The density of the plated layer was examined by SEM observation, and the results of the examination are also shown in Table 1.

[0022]

[Table 1]

As is apparent from Table 1, the surface roughness Ra is
The test pieces of Test Nos. 1 to 11 maintained at 1.5 μm or less show good corrosion resistance in all cases. And, the pinhole penetrating the plating layer is tested N
It was not detected at all except the test piece of o.4. Even in the test piece of Test No. 4, the number of pinholes detected was very small, and the corrosion resistance was also good.

On the other hand, in the test pieces of Test Nos. 12 and 13 in which the surface roughness was Ra 1.8 μm and 2.0 μm, many pinholes were detected in the plating layer. Then, the red rust generated on the test piece after the wet test was generated from the base steel portion exposed to the atmosphere through the pinhole as a starting point.

As is clear from this comparison, when the surface roughness of the steel material to be vapor-deposited Al-plated is Ra 1.5 μm or less and the surface temperature is kept at 200 to 400 ° C., a vapor-deposited Al-plated layer excellent in corrosion resistance is formed. I understand that it will be done. Further, in any of Test Nos. 1 to 11, no alloying reaction between the plating layer and the base steel was observed, and the plating layer having excellent adhesion was formed.

[0026]

As described above, in the present invention, the vapor-deposited Al plating excellent in corrosion resistance is obtained by setting the surface roughness of the steel material to be plated to Ra 1.5 μm or less and the surface temperature to 200 to 400 ° C. A layer is formed. Even if the vapor-deposited Al-plated layer is as thin as 10 μm or less, there are substantially no pinholes reaching the base steel, so that the vapor-deposited Al-plated steel material exhibiting excellent corrosion resistance can be produced with good productivity. Moreover, since there is no alloying reaction between the plated layer and the base steel and the deposited Al plated layer is formed with excellent adhesion, the deposited Al plated steel sheet obtained is free from defects such as powdering and flaking. A material that can be processed into a product shape without being generated.

[Brief description of drawings]

FIG. 1 is a schematic diagram illustrating the effect of surface roughness on the density of a plated layer.

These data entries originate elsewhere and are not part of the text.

//! Write-ahead intent journal for relocations and the reconcile sweep.
//!
//! A relocation spans two stores with no shared transaction. Before the first
//! mutation an intent file is written; it is removed once the last step
//! succeeds. Whatever is left in the journal after a crash or a failed step is
//! resolved by `reconcile`:
//! - destination holds the relocated record: finish the move (drop leftover source blob and record)
//! - move whose source record is already gone: the last step ran, nothing to do
//! - otherwise: drop the destination blob, unless a record in that container refers to it

use chrono::{DateTime, Utc};
use serde::{Deserialize, Serialize};
use std::path::PathBuf;
use tokio::fs;
use tracing::{debug, info, warn};
use uuid::Uuid;

use crate::errors::DatumError;
use crate::model::{FileRecord, RecordPath};
use crate::store::fs::write_atomic;
use crate::store::helpers::store_io_error;
use crate::store::{BlobStore, MetadataStore, StoreError, blob_exists};

/// One in-flight relocation.
#[derive(Debug, Clone, PartialEq, Eq, Serialize, Deserialize)]
pub struct RelocationIntent {
    pub id: Uuid,
    pub source: RecordPath,
    pub destination: RecordPath,
    pub source_blob: String,
    /// Set only when the blob is copied to a new path.
    pub destination_blob: Option<String>,
    /// Record as it is written at `destination`.
    pub record: FileRecord,
    pub copy: bool,
    pub started_at: DateTime<Utc>,
}

/// Directory of `{uuid}.json` intent files.
#[derive(Debug, Clone)]
pub struct IntentJournal {
    dir: PathBuf,
}

impl IntentJournal {
    pub fn new(dir: impl Into<PathBuf>) -> Self {
        Self { dir: dir.into() }
    }

    fn intent_file(&self, id: Uuid) -> PathBuf {
        self.dir.join(format!("{id}.json"))
    }

    /// Persist an intent before any store is mutated.
    pub async fn begin(&self, intent: &RelocationIntent) -> Result<(), StoreError> {
        let raw = serde_json::to_vec_pretty(intent)?;
        write_atomic(&self.intent_file(intent.id), &raw).await
    }

    /// Remove the intent after the relocation finished.
    pub async fn complete(&self, id: Uuid) -> Result<(), StoreError> {
        let file = self.intent_file(id);
        match fs::remove_file(&file)
            .await
            .map_err(store_io_error("remove intent", &file))
        {
            Ok(()) | Err(StoreError::NotFound(_)) => Ok(()),
            Err(e) => Err(e),
        }
    }

    /// All intents still on disk, oldest first.
    pub async fn pending(&self) -> Result<Vec<RelocationIntent>, StoreError> {
        let mut rd = match fs::read_dir(&self.dir)
            .await
            .map_err(store_io_error("read journal", &self.dir))
        {
            Ok(rd) => rd,
            Err(StoreError::NotFound(_)) => return Ok(Vec::new()),
            Err(e) => return Err(e),
        };

        let mut out = Vec::new();
        while let Some(entry) = rd
            .next_entry()
            .await
            .map_err(store_io_error("read journal", &self.dir))?
        {
            let p = entry.path();
            if p.extension().and_then(|e| e.to_str()) != Some("json") {
                continue;
            }
            let raw = fs::read(&p).await.map_err(store_io_error("read intent", &p))?;
            match serde_json::from_slice::<RelocationIntent>(&raw) {
                Ok(intent) => out.push(intent),
                Err(e) => warn!(file = %p.display(), error = %e, "skipping unreadable intent"),
            }
        }
        out.sort_by_key(|i| i.started_at);
        Ok(out)
    }
}

/// What reconcile did with one intent.
#[derive(Debug, Clone, PartialEq, Eq)]
pub enum ReconcileOutcome {
    /// The relocated record is at the destination; leftover source state was removed.
    Completed,
    /// The relocated record never landed; an unreferenced destination blob was removed.
    RolledBack,
    /// Resolution failed; the intent stays in the journal.
    Failed(String),
}

#[derive(Debug, Default)]
pub struct ReconcileReport {
    pub items: Vec<(RelocationIntent, ReconcileOutcome)>,
}

impl ReconcileReport {
    pub fn count(&self, pred: impl Fn(&ReconcileOutcome) -> bool) -> usize {
        self.items.iter().filter(|(_, o)| pred(o)).count()
    }

    pub fn failed(&self) -> usize {
        self.count(|o| matches!(o, ReconcileOutcome::Failed(_)))
    }
}

/// Resolve every pending intent. One failing intent does not stop the sweep.
pub async fn reconcile(
    journal: &IntentJournal,
    metadata: &dyn MetadataStore,
    blobs: &dyn BlobStore,
) -> Result<ReconcileReport, DatumError> {
    let mut report = ReconcileReport::default();
    for intent in journal.pending().await? {
        let outcome = match resolve(&intent, metadata, blobs).await {
            Ok(outcome) => match journal.complete(intent.id).await {
                Ok(()) => outcome,
                Err(e) => ReconcileOutcome::Failed(e.to_string()),
            },
            Err(e) => ReconcileOutcome::Failed(e.to_string()),
        };
        info!(intent = %intent.id, source = %intent.source, destination = %intent.destination, outcome = ?outcome, "reconciled intent");
        report.items.push((intent, outcome));
    }
    Ok(report)
}

impl RelocationIntent {
    /// The record as it sat at the source before the relocation.
    fn source_record(&self) -> FileRecord {
        FileRecord {
            file_path: self.source_blob.clone(),
            ..self.record.clone()
        }
    }
}

async fn resolve(
    intent: &RelocationIntent,
    metadata: &dyn MetadataStore,
    blobs: &dyn BlobStore,
) -> Result<ReconcileOutcome, DatumError> {
    let at_source = metadata.get(&intent.source).await?;
    let landed = metadata.get(&intent.destination).await?.as_ref() == Some(&intent.record);

    if landed {
        if !intent.copy && at_source.as_ref() == Some(&intent.source_record()) {
            if intent.destination_blob.is_some() && blob_exists(blobs, &intent.source_blob).await? {
                blobs.delete(&intent.source_blob).await?;
            }
            metadata.delete(&intent.source).await?;
        }
        return Ok(ReconcileOutcome::Completed);
    }

    // The source record is removed only after the destination was written.
    if !intent.copy && at_source.is_none() {
        debug!(intent = %intent.id, "source already removed; relocation had finished");
        return Ok(ReconcileOutcome::Completed);
    }

    if let Some(dest_blob) = intent.destination_blob.as_deref()
        && dest_blob != intent.source_blob
        && blob_exists(blobs, dest_blob).await?
    {
        if at_source.as_ref().is_some_and(|r| r.file_path == dest_blob)
            || blob_referenced(metadata, &intent.destination, dest_blob).await?
        {
            warn!(intent = %intent.id, blob = dest_blob, "destination blob is referenced by a record; kept");
        } else {
            blobs.delete(dest_blob).await?;
        }
    }
    Ok(ReconcileOutcome::RolledBack)
}

/// Whether any record in the container holding `record` points at `blob`.
async fn blob_referenced(
    metadata: &dyn MetadataStore,
    record: &RecordPath,
    blob: &str,
) -> Result<bool, DatumError> {
    let Some(container) = record.parent_document() else {
        return Ok(false);
    };
    for set in metadata.collections(&container).await? {
        let collection = container.collection(&set)?;
        if metadata.list(&collection).await?.iter().any(|r| r.file_path == blob) {
            return Ok(true);
        }
    }
    Ok(false)
}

FIG. 2 is an electron beam evaporation apparatus used in an embodiment of the present invention.

[Explanation of symbols]

10 vacuum tank 11 substrate (material to be plated) 14 evaporated metal (plating metal) 16 electron beam

 ─────────────────────────────────────────────────── ─── Continuation of the front page (72) Inventor Minoru Saito 5 Ishizu Nishimachi, Sakai City, Osaka Prefecture Nisshin Steel Co., Ltd.

Claims (1)

[Claims] 1. A vapor-deposited Al-plated steel material, characterized in that a steel material having a surface roughness Ra of 1.5 μm or less is heated to a surface temperature of 200 to 400 ° C., and aluminum or an aluminum alloy is vapor-deposited on the surface of the steel material. Method.